According to Jessica Kohn, early childhood director at the seven-year-old school, the event also served as a follow-up to the dedication of the new space in October. Formerly housed at Cong. Sons of Israel in Leonia, BPY now shares the former Frisch School building with Bat Torah Academy”“The Alisa M. Flatow Yeshiva High School.
The move heralded the school’s evolving mission. Originally subtitled “The Sephardic Yeshiva of Bergen County,” BPY still is the only area school teaching the unique customs of Middle Eastern, North African, and Balkan Jews, but it no longer uses that tagline.

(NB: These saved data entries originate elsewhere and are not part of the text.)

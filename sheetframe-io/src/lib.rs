use std::fs;
use std::path::{Path, PathBuf};

use serde::{Deserialize, Serialize};
use sheetframe_core::document::SheetDocument;
use thiserror::Error;

/// 快照格式版本；读取时版本不符直接报错。
pub const SNAPSHOT_VERSION: u32 = 1;

#[derive(Debug, Error)]
pub enum IoError {
    #[error("failed to read file {path:?}: {source}")]
    ReadError {
        path: PathBuf,
        #[source]
        source: std::io::Error,
    },
    #[error("failed to write file {path:?}: {source}")]
    WriteError {
        path: PathBuf,
        #[source]
        source: std::io::Error,
    },
    #[error("invalid snapshot {path:?}: {source}")]
    InvalidSnapshot {
        path: PathBuf,
        #[source]
        source: serde_json::Error,
    },
    #[error("unsupported snapshot version {found} (expected {expected})")]
    UnsupportedVersion { found: u32, expected: u32 },
}

pub trait DocumentLoader {
    fn load(&self, path: &Path) -> Result<SheetDocument, IoError>;
}

pub trait DocumentSaver {
    fn save(&self, document: &SheetDocument, path: &Path) -> Result<(), IoError>;
}

#[derive(Debug, Serialize, Deserialize)]
struct Snapshot {
    version: u32,
    document: SheetDocument,
}

/// 以 JSON 保存/读取宿主文档快照，便于在脱离宿主的环境中复现布局操作。
#[derive(Debug, Clone, Copy, Default)]
pub struct JsonSnapshot {
    pretty: bool,
}

impl JsonSnapshot {
    pub fn new() -> Self {
        Self { pretty: false }
    }

    pub fn pretty() -> Self {
        Self { pretty: true }
    }

    pub fn parse(&self, content: &str, path: &Path) -> Result<SheetDocument, IoError> {
        let snapshot: Snapshot =
            serde_json::from_str(content).map_err(|source| IoError::InvalidSnapshot {
                path: path.to_path_buf(),
                source,
            })?;
        if snapshot.version != SNAPSHOT_VERSION {
            return Err(IoError::UnsupportedVersion {
                found: snapshot.version,
                expected: SNAPSHOT_VERSION,
            });
        }
        Ok(snapshot.document)
    }

    pub fn render(&self, document: &SheetDocument) -> Result<String, serde_json::Error> {
        let snapshot = Snapshot {
            version: SNAPSHOT_VERSION,
            document: document.clone(),
        };
        if self.pretty {
            serde_json::to_string_pretty(&snapshot)
        } else {
            serde_json::to_string(&snapshot)
        }
    }
}

impl DocumentLoader for JsonSnapshot {
    fn load(&self, path: &Path) -> Result<SheetDocument, IoError> {
        let data = fs::read_to_string(path).map_err(|source| IoError::ReadError {
            path: path.to_path_buf(),
            source,
        })?;
        self.parse(&data, path)
    }
}

impl DocumentSaver for JsonSnapshot {
    fn save(&self, document: &SheetDocument, path: &Path) -> Result<(), IoError> {
        let data = self
            .render(document)
            .map_err(|source| IoError::InvalidSnapshot {
                path: path.to_path_buf(),
                source,
            })?;
        fs::write(path, data).map_err(|source| IoError::WriteError {
            path: path.to_path_buf(),
            source,
        })
    }
}

#[cfg(test)]
mod tests {
    use super::*;

    #[test]
    fn rejects_unknown_version() {
        let content = r#"{"version": 9, "document": {"sheets": [], "frames": [], "views": [], "placements": [], "next_id": 0}}"#;
        let err = JsonSnapshot::new()
            .parse(content, Path::new("memory.json"))
            .unwrap_err();
        assert!(matches!(
            err,
            IoError::UnsupportedVersion {
                found: 9,
                expected: SNAPSHOT_VERSION
            }
        ));
    }

    #[test]
    fn reports_malformed_json() {
        let err = JsonSnapshot::new()
            .parse("{ not json", Path::new("broken.json"))
            .unwrap_err();
        assert!(matches!(err, IoError::InvalidSnapshot { .. }));
    }
}
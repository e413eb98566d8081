use sheetframe_core::geometry::{Outline, Point, Vector};
use sheetframe_core::model::{PlacedItem, PlacementId, SheetId, ViewId};
use tracing::{debug, warn};

use crate::errors::HostError;
use crate::host::SheetHost;

/// 纵向排列参数：左边缘对齐列、首行顶边与行间距（均为图纸单位）。
#[derive(Debug, Clone, Copy, PartialEq)]
pub struct ColumnLayout {
    pub alignment_x: f64,
    pub start_y: f64,
    pub spacing: f64,
}

impl ColumnLayout {
    pub fn new(alignment_x: f64, start_y: f64, spacing: f64) -> Self {
        Self {
            alignment_x,
            start_y,
            spacing: spacing.max(0.0),
        }
    }

    /// 以 `start` 为首行左上角。
    pub fn at(start: Point, spacing: f64) -> Self {
        Self::new(start.x(), start.y(), spacing)
    }

    /// 在已有内容右侧开新列：对齐列 = 最右边缘 + `margin`，首行 = 最顶边缘。
    /// 图纸为空时从原点开始。
    pub fn beside<I>(existing: I, margin: f64, spacing: f64) -> Self
    where
        I: IntoIterator<Item = Outline>,
    {
        let combined = existing
            .into_iter()
            .reduce(|acc, outline| acc.union(&outline));
        match combined {
            Some(bounds) => Self::new(
                bounds.maximum().x() + margin,
                bounds.maximum().y(),
                spacing,
            ),
            None => Self::new(0.0, 0.0, spacing),
        }
    }
}

/// 第一阶段：视口已在试探位置创建，但真实范围尚未读取。
#[derive(Debug, Clone, Copy, PartialEq)]
pub struct TentativePlacement {
    view: ViewId,
    sheet: SheetId,
    placement: PlacementId,
    position: Point,
}

impl TentativePlacement {
    pub fn create<H>(
        host: &mut H,
        view: ViewId,
        sheet: SheetId,
        position: Point,
    ) -> Result<Self, HostError>
    where
        H: SheetHost + ?Sized,
    {
        if !host.can_place(view, sheet) {
            return Err(HostError::PlacementRefused {
                view: view.get(),
                sheet: sheet.get(),
            });
        }
        let placement = host.create_placement(view, sheet, position, None)?;
        Ok(Self {
            view,
            sheet,
            placement,
            position,
        })
    }

    #[inline]
    pub fn placement(&self) -> PlacementId {
        self.placement
    }

    #[inline]
    pub fn position(&self) -> Point {
        self.position
    }

    pub fn measure<H>(self, host: &H) -> Result<MeasuredPlacement, HostError>
    where
        H: SheetHost + ?Sized,
    {
        let outline = host
            .placement_outline(self.placement)
            .ok_or(HostError::OutlineUnavailable(self.placement.get()))?;
        Ok(MeasuredPlacement {
            tentative: self,
            outline,
        })
    }
}

/// 第二阶段：已读取宿主排版后的真实范围。
#[derive(Debug, Clone, Copy, PartialEq)]
pub struct MeasuredPlacement {
    tentative: TentativePlacement,
    outline: Outline,
}

impl MeasuredPlacement {
    #[inline]
    pub fn outline(&self) -> Outline {
        self.outline
    }

    #[inline]
    pub fn placement(&self) -> PlacementId {
        self.tentative.placement
    }

    /// 第三阶段：移动视口，使左边缘落在 `alignment_x`、顶边落在 `top_y`。
    pub fn finalize<H>(
        self,
        host: &mut H,
        alignment_x: f64,
        top_y: f64,
    ) -> Result<PlacedItem, HostError>
    where
        H: SheetHost + ?Sized,
    {
        let offset = Vector::planar(
            alignment_x - self.outline.minimum().x(),
            top_y - self.outline.maximum().y(),
        );
        let center = self.outline.center().translate(offset);
        host.recenter(self.tentative.placement, center)?;
        Ok(PlacedItem {
            view: self.tentative.view,
            placement: self.tentative.placement,
            sheet: self.tentative.sheet,
            center,
            outline: Some(self.outline.translate(offset)),
        })
    }
}

#[derive(Debug, Clone, Default, PartialEq)]
pub struct ColumnReport {
    pub placed: Vec<PlacedItem>,
    pub skipped: Vec<(ViewId, HostError)>,
}

impl ColumnReport {
    #[inline]
    pub fn total(&self) -> usize {
        self.placed.len() + self.skipped.len()
    }
}

/// 将视图自上而下排成一列，行间保持 `spacing` 的间隙。
///
/// 每个视图先在 `(0, currentY)` 试探创建，再读取真实范围并移动到对齐位置；
/// 被宿主拒绝或中途失败的视图记录在 `skipped` 中，不推进当前行。
pub fn place_column<H>(
    host: &mut H,
    sheet: SheetId,
    views: &[ViewId],
    layout: &ColumnLayout,
) -> ColumnReport
where
    H: SheetHost + ?Sized,
{
    let mut report = ColumnReport::default();
    let mut current_y = layout.start_y;

    for &view in views {
        match place_in_column(host, view, sheet, layout.alignment_x, current_y) {
            Ok((placed, height)) => {
                debug!(
                    view = view.get(),
                    x = placed.center.x(),
                    y = placed.center.y(),
                    height,
                    "视口已排入列"
                );
                current_y -= height + layout.spacing;
                report.placed.push(placed);
            }
            Err(err) => {
                warn!(view = view.get(), error = %err, "视口无法排入列，已跳过");
                report.skipped.push((view, err));
            }
        }
    }

    report
}

/// 走完一行的三个阶段；创建之后任一步失败都会撤掉试探视口，不在图纸上留下残留。
fn place_in_column<H>(
    host: &mut H,
    view: ViewId,
    sheet: SheetId,
    alignment_x: f64,
    top_y: f64,
) -> Result<(PlacedItem, f64), HostError>
where
    H: SheetHost + ?Sized,
{
    let tentative = TentativePlacement::create(host, view, sheet, Point::planar(0.0, top_y))?;
    let placement = tentative.placement();
    let result = tentative.measure(&*host).and_then(|measured| {
        let height = measured.outline().height();
        measured
            .finalize(&mut *host, alignment_x, top_y)
            .map(|placed| (placed, height))
    });
    if result.is_err() {
        if let Err(err) = host.delete_placement(placement) {
            warn!(placement = placement.get(), error = %err, "无法撤回试探视口");
        }
    }
    result
}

The shift was a matter of demographics, Kohn said. “At least 80 percent of our families are Ashkenazic. The founders wanted a school where their customs and traditions would be addressed, but BPY was never meant to be just for Sephardic children.”
Rabbi Tomer Ronen, rosh hayeshiva, added that the school’s focus on both traditions came to fill a gap in understanding. “Our community needs to be educated to understand each other’s cultures in order to enrich their own. We teach the beauty of both sets of minhagim [customs].”
Torah texts are taught to first-graders with their ta’amei hamikra, the cantillation (trope) marks readers follow in synagogue. The Sephardic trope is taught in first grade, because it is easier to learn, while the Ashkenazic trope is to be taught in fifth grade. Mishna, the collection of oral biblical interpretations that serves as the basis of the Talmud, is taught in third grade – a grade or two younger than in most day schools – using music and drama. “The kids are always walking through the hallways singing what they’ve learned,” said Kohn, who is also a parent in the school.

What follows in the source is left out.